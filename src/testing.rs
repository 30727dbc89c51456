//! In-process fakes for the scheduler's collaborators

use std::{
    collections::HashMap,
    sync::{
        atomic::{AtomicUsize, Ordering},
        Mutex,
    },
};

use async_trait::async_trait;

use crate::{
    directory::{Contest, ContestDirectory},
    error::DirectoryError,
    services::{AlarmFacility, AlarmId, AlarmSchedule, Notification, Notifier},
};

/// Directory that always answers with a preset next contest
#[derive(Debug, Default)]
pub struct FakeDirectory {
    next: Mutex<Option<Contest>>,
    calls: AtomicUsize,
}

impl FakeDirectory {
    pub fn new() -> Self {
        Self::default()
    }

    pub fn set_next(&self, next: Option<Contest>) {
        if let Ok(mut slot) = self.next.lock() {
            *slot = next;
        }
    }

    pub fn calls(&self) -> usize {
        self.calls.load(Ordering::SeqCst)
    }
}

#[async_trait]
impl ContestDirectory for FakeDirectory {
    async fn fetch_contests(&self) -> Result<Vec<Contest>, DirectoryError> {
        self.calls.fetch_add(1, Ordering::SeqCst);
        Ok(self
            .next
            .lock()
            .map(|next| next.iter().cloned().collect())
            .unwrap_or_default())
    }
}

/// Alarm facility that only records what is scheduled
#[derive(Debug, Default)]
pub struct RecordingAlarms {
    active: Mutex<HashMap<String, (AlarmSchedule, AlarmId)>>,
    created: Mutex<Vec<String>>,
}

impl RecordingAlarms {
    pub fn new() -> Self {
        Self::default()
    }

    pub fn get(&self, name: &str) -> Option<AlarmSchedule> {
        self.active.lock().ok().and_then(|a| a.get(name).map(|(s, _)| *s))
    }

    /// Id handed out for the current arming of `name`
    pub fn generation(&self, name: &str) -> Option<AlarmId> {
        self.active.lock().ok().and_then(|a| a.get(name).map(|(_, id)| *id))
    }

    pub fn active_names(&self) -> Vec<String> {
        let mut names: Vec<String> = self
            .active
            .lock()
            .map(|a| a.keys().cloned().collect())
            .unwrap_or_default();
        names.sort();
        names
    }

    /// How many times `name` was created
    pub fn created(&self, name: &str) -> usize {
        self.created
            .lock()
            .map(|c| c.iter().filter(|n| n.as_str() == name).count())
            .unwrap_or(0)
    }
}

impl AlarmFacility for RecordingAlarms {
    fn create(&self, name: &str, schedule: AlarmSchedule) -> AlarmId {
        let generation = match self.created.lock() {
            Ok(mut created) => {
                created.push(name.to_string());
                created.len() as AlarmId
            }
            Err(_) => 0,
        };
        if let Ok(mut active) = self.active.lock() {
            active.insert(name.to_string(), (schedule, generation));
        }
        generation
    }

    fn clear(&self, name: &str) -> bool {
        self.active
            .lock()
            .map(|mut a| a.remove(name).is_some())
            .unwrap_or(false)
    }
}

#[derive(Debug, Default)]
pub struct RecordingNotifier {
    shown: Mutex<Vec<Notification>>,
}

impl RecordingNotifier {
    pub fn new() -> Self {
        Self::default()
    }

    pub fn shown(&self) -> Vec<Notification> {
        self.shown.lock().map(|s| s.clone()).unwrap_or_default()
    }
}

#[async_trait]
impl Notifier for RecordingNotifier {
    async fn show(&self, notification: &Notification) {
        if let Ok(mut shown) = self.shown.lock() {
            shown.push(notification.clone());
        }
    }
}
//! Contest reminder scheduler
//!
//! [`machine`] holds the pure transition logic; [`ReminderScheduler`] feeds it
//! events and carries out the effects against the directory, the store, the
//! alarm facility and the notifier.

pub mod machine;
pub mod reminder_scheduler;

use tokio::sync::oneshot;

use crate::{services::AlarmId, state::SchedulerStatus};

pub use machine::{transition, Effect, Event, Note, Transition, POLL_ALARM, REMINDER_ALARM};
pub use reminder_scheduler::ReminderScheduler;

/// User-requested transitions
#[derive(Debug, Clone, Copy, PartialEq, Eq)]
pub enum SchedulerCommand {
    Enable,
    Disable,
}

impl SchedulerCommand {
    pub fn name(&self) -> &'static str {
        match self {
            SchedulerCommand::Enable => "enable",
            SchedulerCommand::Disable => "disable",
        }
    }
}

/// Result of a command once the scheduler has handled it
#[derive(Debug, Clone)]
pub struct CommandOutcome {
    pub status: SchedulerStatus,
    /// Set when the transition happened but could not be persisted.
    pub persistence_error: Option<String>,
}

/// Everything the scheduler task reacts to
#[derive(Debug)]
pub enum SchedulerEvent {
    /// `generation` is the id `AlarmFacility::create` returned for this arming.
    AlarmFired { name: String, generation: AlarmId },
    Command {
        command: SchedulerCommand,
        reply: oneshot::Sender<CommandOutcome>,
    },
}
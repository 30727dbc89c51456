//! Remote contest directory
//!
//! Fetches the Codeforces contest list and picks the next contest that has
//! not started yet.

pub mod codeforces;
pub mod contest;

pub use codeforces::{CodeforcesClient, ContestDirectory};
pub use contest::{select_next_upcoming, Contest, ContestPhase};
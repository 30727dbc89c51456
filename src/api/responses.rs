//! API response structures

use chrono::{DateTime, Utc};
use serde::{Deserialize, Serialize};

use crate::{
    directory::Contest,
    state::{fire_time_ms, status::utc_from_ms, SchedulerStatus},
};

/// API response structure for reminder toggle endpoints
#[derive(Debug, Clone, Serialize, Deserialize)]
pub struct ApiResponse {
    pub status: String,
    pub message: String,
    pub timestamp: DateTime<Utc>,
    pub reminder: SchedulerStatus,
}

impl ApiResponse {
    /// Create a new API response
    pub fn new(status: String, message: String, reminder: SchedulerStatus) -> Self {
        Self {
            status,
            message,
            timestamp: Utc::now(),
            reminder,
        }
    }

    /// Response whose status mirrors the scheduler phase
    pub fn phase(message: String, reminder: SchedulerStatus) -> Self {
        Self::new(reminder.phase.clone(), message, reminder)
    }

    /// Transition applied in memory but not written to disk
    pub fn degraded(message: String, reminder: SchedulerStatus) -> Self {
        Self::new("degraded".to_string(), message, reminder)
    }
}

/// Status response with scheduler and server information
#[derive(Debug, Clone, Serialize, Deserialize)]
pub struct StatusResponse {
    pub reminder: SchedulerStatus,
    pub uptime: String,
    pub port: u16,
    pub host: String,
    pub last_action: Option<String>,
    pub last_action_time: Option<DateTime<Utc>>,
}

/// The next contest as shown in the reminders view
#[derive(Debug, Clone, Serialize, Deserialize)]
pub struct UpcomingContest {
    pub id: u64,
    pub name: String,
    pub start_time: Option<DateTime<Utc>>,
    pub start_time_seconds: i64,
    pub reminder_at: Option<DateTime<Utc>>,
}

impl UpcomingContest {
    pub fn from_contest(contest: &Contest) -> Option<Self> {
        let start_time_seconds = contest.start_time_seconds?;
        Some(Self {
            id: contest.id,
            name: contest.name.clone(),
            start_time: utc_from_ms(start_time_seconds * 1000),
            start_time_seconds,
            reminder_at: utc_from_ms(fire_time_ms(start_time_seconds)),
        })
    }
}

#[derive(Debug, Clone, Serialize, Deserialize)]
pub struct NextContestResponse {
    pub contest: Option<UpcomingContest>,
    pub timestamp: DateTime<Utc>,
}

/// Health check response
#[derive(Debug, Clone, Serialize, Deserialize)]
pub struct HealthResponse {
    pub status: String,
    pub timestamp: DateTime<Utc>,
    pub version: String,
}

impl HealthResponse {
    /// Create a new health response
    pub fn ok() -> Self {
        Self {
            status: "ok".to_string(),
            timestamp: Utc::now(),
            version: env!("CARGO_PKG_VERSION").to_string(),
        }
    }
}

*EXERCISE BRIEF:* Go through the entries and filter for lines holding the word "UpcomingContest"; copy each match.

*ANSWER BOX:*
pub struct UpcomingContest {
impl UpcomingContest {
    pub contest: Option<UpcomingContest>,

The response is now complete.